Stored items from a collection:
════

//! Domain validation errors.

use std::fmt;

/// Errors that can occur when validating a contact before it is stored.
#[derive(Debug, Clone, PartialEq, Eq)]
pub enum ValidationError {
    /// The first name is empty or only whitespace.
    EmptyFirstName,

    /// The last name is empty or only whitespace.
    EmptyLastName,
}

impl fmt::Display for ValidationError {
    fn fmt(&self, f: &mut fmt::Formatter<'_>) -> fmt::Result {
        match self {
            Self::EmptyFirstName => write!(f, "first name cannot be empty"),
            Self::EmptyLastName => write!(f, "last name cannot be empty"),
        }
    }
}

impl std::error::Error for ValidationError {}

════

= Aim of the exercise =
What you retype should run from the first line of the entries above through the line containing "fn fmt(&self, f: &mut", exactly and in full.

= Task response =
//! Domain validation errors.

use std::fmt;

/// Errors that can occur when validating a contact before it is stored.
#[derive(Debug, Clone, PartialEq, Eq)]
pub enum ValidationError {
    /// The first name is empty or only whitespace.
    EmptyFirstName,

    /// The last name is empty or only whitespace.
    EmptyLastName,
}

impl fmt::Display for ValidationError {
    fn fmt(&self, f: &mut fmt::Formatter<'_>) -> fmt::Result {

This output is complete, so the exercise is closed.